SAUT D’EAU / RÉALITÉS NATIONALES / À l’école comme au temps du moyen-âge


Par Phoenix Delacroix phedelacroix@yahoo.fr

Des écoliers bien vêtus, criant, riant, se pressant les uns contre les autres, et gambadant joyeusement dans la cour gazonnée d’une école bien entretenue. Des enfants sveltes, heureux d’exister, l’esprit au vent, ouvert aux étrangers. Des gamins et des gamines espiègles, aux yeux intelligents, posant sans retenue toutes les questions qui leur viennent à l’esprit. C’est le genre de spectacle auquel je m’attendais en arrivant dans les parages de l’École nationale de Turpin pour une visite guidée.Rien de tel ne s’offrît cependant à ma vue. J’ai cru à un mirage en arrivant sur les lieux. Turpin, section communale de Saut d’Eau, éloignée et déshéritée, est lointaine de Port-au-Prince. Mais l’éloignement n’explique pas l’énorme fossé qui se trouve entre la capitale et cette zone « en dehors ». Ici, on vit en plein moyen-âge. Des responsables m’auraient fourni moult détails sur le délabrement extrême de l’ « établissement scolaire ». Ils se seraient évertués à décrire l’exiguïté des salles, l’état lamentable du parquet, la timidité maladive des élèves; la scène que je découvris dépasse l’entendement.

Une école, ici ?
C’est la première question qui me vient à l’esprit.
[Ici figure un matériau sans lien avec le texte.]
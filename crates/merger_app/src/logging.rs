//! Logging initialization for the merger client.

use std::fs::File;
use std::path::{Path, PathBuf};

use log::LevelFilter;
use simplelog::{
    ColorChoice, CombinedLogger, Config, ConfigBuilder, SharedLogger, TermLogger, TerminalMode,
    WriteLogger,
};

pub const DEFAULT_LOG_FILE: &str = "./merger.log";

/// Destination for log output.
pub enum LogDestination {
    /// Write to the given file only.
    File(PathBuf),
    /// Write to the terminal (stderr for warnings and errors).
    Terminal,
    /// Write to both the file and the terminal.
    Both(PathBuf),
}

/// Initialize the global logger.
///
/// A log file that cannot be created is reported on stderr and skipped.
pub fn initialize(destination: LogDestination, level: LevelFilter) {
    let config = build_config();

    let loggers: Vec<Box<dyn SharedLogger>> = match destination {
        LogDestination::File(path) => match create_file_logger(&path, level, config) {
            Some(file_logger) => vec![file_logger],
            None => return,
        },
        LogDestination::Terminal => {
            vec![TermLogger::new(
                level,
                config,
                TerminalMode::Mixed,
                ColorChoice::Auto,
            )]
        }
        LogDestination::Both(path) => {
            let mut loggers: Vec<Box<dyn SharedLogger>> = vec![TermLogger::new(
                level,
                config.clone(),
                TerminalMode::Mixed,
                ColorChoice::Auto,
            )];
            if let Some(file_logger) = create_file_logger(&path, level, config) {
                loggers.push(file_logger);
            }
            loggers
        }
    };

    let _ = CombinedLogger::init(loggers);
}

fn build_config() -> Config {
    ConfigBuilder::new()
        .set_time_format_rfc3339()
        .set_target_level(LevelFilter::Error)
        .build()
}

fn create_file_logger(
    path: &Path,
    level: LevelFilter,
    config: Config,
) -> Option<Box<WriteLogger<File>>> {
    match File::create(path) {
        Ok(file) => Some(WriteLogger::new(level, config, file)),
        Err(err) => {
            eprintln!("Warning: Could not create log file at {:?}: {}", path, err);
            None
        }
    }
}
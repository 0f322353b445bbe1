//! The job controller actor.
//!
//! One task owns the [`JobState`] and the optional [`PollLoop`]. Every input,
//! whether a user intent or a collaborator result, arrives as a [`Msg`] in
//! its inbox and is applied with [`merger_core::update`]. Collaborator calls
//! run as separate tasks and post their results back, so the actor never
//! waits on the network and mutations are strictly serialized.

use std::future::Future;
use std::sync::Arc;
use std::time::Duration;

use engine_logging::{engine_debug, engine_warn};
use merger_core::{
    update, ArchiveFile, Effect, JobState, JobViewModel, Msg, Notification, PollOutcome,
};
use tokio::sync::{mpsc, watch};

use crate::poll_loop::PollLoop;
use crate::{ProcessingService, StatusReply};

/// Receives the controller's notifications.
pub trait NotificationSink: Send + Sync {
    fn notify(&self, notification: Notification);
}

pub struct ChannelNotificationSink {
    tx: mpsc::UnboundedSender<Notification>,
}

impl ChannelNotificationSink {
    pub fn new(tx: mpsc::UnboundedSender<Notification>) -> Self {
        Self { tx }
    }
}

impl NotificationSink for ChannelNotificationSink {
    fn notify(&self, notification: Notification) {
        let _ = self.tx.send(notification);
    }
}

/// Entry points into a running controller. Cheap to clone.
///
/// The actor shuts down once every handle is dropped and no collaborator
/// call is outstanding.
#[derive(Clone)]
pub struct ControllerHandle {
    inbox: mpsc::UnboundedSender<Msg>,
    view_rx: watch::Receiver<JobViewModel>,
}

impl ControllerHandle {
    /// Spawns the actor on the current tokio runtime.
    pub fn spawn(
        service: Arc<dyn ProcessingService>,
        sink: Arc<dyn NotificationSink>,
        poll_interval: Duration,
    ) -> Self {
        let (inbox, inbox_rx) = mpsc::unbounded_channel();
        let state = JobState::new();
        let (view_tx, view_rx) = watch::channel(state.view());

        let controller = JobController {
            state,
            service,
            sink,
            poll_interval,
            poll_loop: None,
            inbox: inbox.downgrade(),
            view_tx,
        };
        tokio::spawn(controller.run(inbox_rx));

        Self { inbox, view_rx }
    }

    pub fn submit(&self, file: ArchiveFile) {
        self.send(Msg::SubmitRequested(file));
    }

    /// Cancels the running job; does nothing when no job is active.
    pub fn cancel_if_active(&self) {
        self.send(Msg::CancelRequested);
    }

    pub fn reset(&self) {
        self.send(Msg::ResetRequested);
    }

    /// Latest published view.
    pub fn view(&self) -> JobViewModel {
        self.view_rx.borrow().clone()
    }

    pub fn subscribe(&self) -> watch::Receiver<JobViewModel> {
        self.view_rx.clone()
    }

    fn send(&self, msg: Msg) {
        if self.inbox.send(msg).is_err() {
            engine_warn!("Job controller is gone; dropping request");
        }
    }
}

struct JobController {
    state: JobState,
    service: Arc<dyn ProcessingService>,
    sink: Arc<dyn NotificationSink>,
    poll_interval: Duration,
    poll_loop: Option<PollLoop>,
    inbox: mpsc::WeakUnboundedSender<Msg>,
    view_tx: watch::Sender<JobViewModel>,
}

impl JobController {
    async fn run(mut self, mut inbox_rx: mpsc::UnboundedReceiver<Msg>) {
        while let Some(msg) = inbox_rx.recv().await {
            self.dispatch(msg);
        }
        engine_debug!("Job controller stopped");
    }

    fn dispatch(&mut self, msg: Msg) {
        let state = std::mem::take(&mut self.state);
        let (mut state, effects) = update(state, msg);
        let view = state.view();
        let was_dirty = state.consume_dirty();
        self.state = state;

        for effect in effects {
            self.execute(effect);
        }
        if was_dirty {
            self.view_tx.send_replace(view);
        }
    }

    fn execute(&mut self, effect: Effect) {
        match effect {
            Effect::Upload { job_id, file } => {
                let service = self.service.clone();
                self.spawn_call(async move {
                    let result = service.upload(&file).await.map_err(|err| {
                        engine_warn!("Upload of {:?} failed: {}", file.name, err);
                        err.message
                    });
                    Msg::UploadFinished { job_id, result }
                });
            }
            Effect::StartProcessing { job_id, zip_path } => {
                let service = self.service.clone();
                self.spawn_call(async move {
                    let result = service.start_processing(&zip_path).await.map_err(|err| {
                        engine_warn!("Processing request for {} failed: {}", zip_path, err);
                        err.message
                    });
                    Msg::ProcessingRequested { job_id, result }
                });
            }
            Effect::StartPolling { job_id } => {
                self.poll_loop = Some(PollLoop::start(
                    job_id,
                    self.poll_interval,
                    self.inbox.clone(),
                ));
            }
            Effect::QueryStatus { job_id } => {
                let service = self.service.clone();
                self.spawn_call(async move {
                    let outcome = match service.query_status().await {
                        Ok(StatusReply::NotYetAvailable) => PollOutcome::NotYetAvailable,
                        Ok(StatusReply::Ready(status)) => PollOutcome::Status(status),
                        Err(err) if err.is_definite() => PollOutcome::Rejected(err.message),
                        Err(err) => PollOutcome::Fault(err.to_string()),
                    };
                    Msg::PollFinished { job_id, outcome }
                });
            }
            Effect::StopPolling => {
                if let Some(poll_loop) = self.poll_loop.take() {
                    engine_debug!("Releasing poll loop of job {}", poll_loop.job_id());
                }
            }
            Effect::Notify(notification) => self.sink.notify(notification),
        }
    }

    fn spawn_call<F>(&self, call: F)
    where
        F: Future<Output = Msg> + Send + 'static,
    {
        let Some(inbox) = self.inbox.upgrade() else {
            return;
        };
        tokio::spawn(async move {
            let msg = call.await;
            let _ = inbox.send(msg);
        });
    }
}
//! Application configuration loaded from an optional TOML file.

use derive_getters::Getters;
use derive_more::{Display, Error};
use serde::{Deserialize, Serialize};
use std::path::{Path, PathBuf};
use tracing::{debug, info, instrument};

/// Top-level configuration.
///
/// Every field has a default, so an empty file (or no file) is valid.
#[derive(Debug, Clone, Default, PartialEq, Eq, Getters, Serialize, Deserialize)]
#[serde(default)]
pub struct AppConfig {
    /// Presentation preferences.
    ui: UiConfig,
    /// Browser front end settings.
    http: HttpConfig,
    /// Log output settings.
    log: LogConfig,
}

/// Presentation preferences shared by both front ends.
#[derive(Debug, Clone, PartialEq, Eq, Getters, Serialize, Deserialize)]
#[serde(default)]
pub struct UiConfig {
    /// Initial move-list order.
    ascending: bool,
}

impl Default for UiConfig {
    fn default() -> Self {
        Self { ascending: true }
    }
}

/// Address the browser front end listens on.
#[derive(Debug, Clone, PartialEq, Eq, Getters, Serialize, Deserialize)]
#[serde(default)]
pub struct HttpConfig {
    /// Host to bind to.
    host: String,
    /// Port to bind to.
    port: u16,
}

impl Default for HttpConfig {
    fn default() -> Self {
        Self {
            host: default_host(),
            port: default_port(),
        }
    }
}

/// Where the terminal front end writes its logs.
#[derive(Debug, Clone, PartialEq, Eq, Getters, Serialize, Deserialize)]
#[serde(default)]
pub struct LogConfig {
    /// Log file path.
    file: PathBuf,
}

impl Default for LogConfig {
    fn default() -> Self {
        Self {
            file: PathBuf::from("replay_games.log"),
        }
    }
}

fn default_host() -> String {
    "127.0.0.1".to_string()
}

fn default_port() -> u16 {
    3000
}

impl AppConfig {
    /// Loads configuration from `path`, or returns defaults when no path is given.
    #[instrument]
    pub fn load(path: Option<&Path>) -> Result<Self, ConfigError> {
        match path {
            Some(path) => Self::from_file(path),
            None => {
                debug!("No config file given, using defaults");
                Ok(Self::default())
            }
        }
    }

    /// Loads configuration from a TOML file.
    #[instrument(skip(path), fields(path = %path.as_ref().display()))]
    pub fn from_file(path: impl AsRef<Path>) -> Result<Self, ConfigError> {
        debug!("Loading config from file");
        let content = std::fs::read_to_string(path.as_ref())
            .map_err(|e| ConfigError::new(format!("Failed to read config file: {}", e)))?;
        let config = Self::from_toml(&content)?;
        info!(?config, "Config loaded successfully");
        Ok(config)
    }

    /// Parses configuration from TOML text.
    #[instrument(skip(content))]
    pub fn from_toml(content: &str) -> Result<Self, ConfigError> {
        toml::from_str(content)
            .map_err(|e| ConfigError::new(format!("Failed to parse config: {}", e)))
    }

    /// Replaces the HTTP host and port with any values given on the command line.
    #[instrument(skip(self))]
    pub fn with_http_overrides(mut self, host: Option<String>, port: Option<u16>) -> Self {
        if let Some(host) = host {
            self.http.host = host;
        }
        if let Some(port) = port {
            self.http.port = port;
        }
        self
    }
}

/// Configuration error.
#[derive(Debug, Clone, Display, Error)]
#[display("Config error: {} at {}:{}", message, file, line)]
pub struct ConfigError {
    /// Error message.
    pub message: String,
    /// Line number where error occurred.
    pub line: u32,
    /// Source file where error occurred.
    pub file: &'static str,
}

impl ConfigError {
    /// Creates a new configuration error.
    #[track_caller]
    pub fn new(message: impl Into<String>) -> Self {
        let loc = std::panic::Location::caller();
        Self {
            message: message.into(),
            line: loc.line(),
            file: loc.file(),
        }
    }
}

#[cfg(test)]
mod tests {
    use super::*;

    #[test]
    fn test_empty_file_uses_defaults() {
        let config = AppConfig::from_toml("").expect("empty config parses");
        assert_eq!(config, AppConfig::default());
        assert!(*config.ui().ascending());
        assert_eq!(config.http().host(), "127.0.0.1");
        assert_eq!(*config.http().port(), 3000);
        assert_eq!(config.log().file(), Path::new("replay_games.log"));
    }

    #[test]
    fn test_partial_sections_keep_other_defaults() {
        let config = AppConfig::from_toml("[ui]\nascending = false\n\n[http]\nport = 8080\n")
            .expect("valid config");
        assert!(!*config.ui().ascending());
        assert_eq!(*config.http().port(), 8080);
        assert_eq!(config.http().host(), "127.0.0.1");
    }

    #[test]
    fn test_invalid_toml_is_rejected() {
        let err = AppConfig::from_toml("[http]\nport = \"eighty\"").expect_err("bad port");
        assert!(err.message.starts_with("Failed to parse config"));
        assert!(err.file.ends_with("config.rs"));
    }

    #[test]
    fn test_overrides_replace_only_given_values() {
        let config = AppConfig::default().with_http_overrides(None, Some(4000));
        assert_eq!(config.http().host(), "127.0.0.1");
        assert_eq!(*config.http().port(), 4000);
    }
}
Incroyable, mais vrai, deux bicoques aux murs décrépis, entourées de trois tonnelles faites de feuilles tressées de cocotiers, abritent le « centre scolaire ». Un drapeau national flambant neuf, décoration de circonstance, accroché à un mât en bambou, flotte ironiquement dans le décor. C’est le seul indice cependant qui témoigne de l’importance des lieux. Dans la campagne, les prêtres vaudou utilisent aussi le bricolage national pour signaler leur « hounfort ».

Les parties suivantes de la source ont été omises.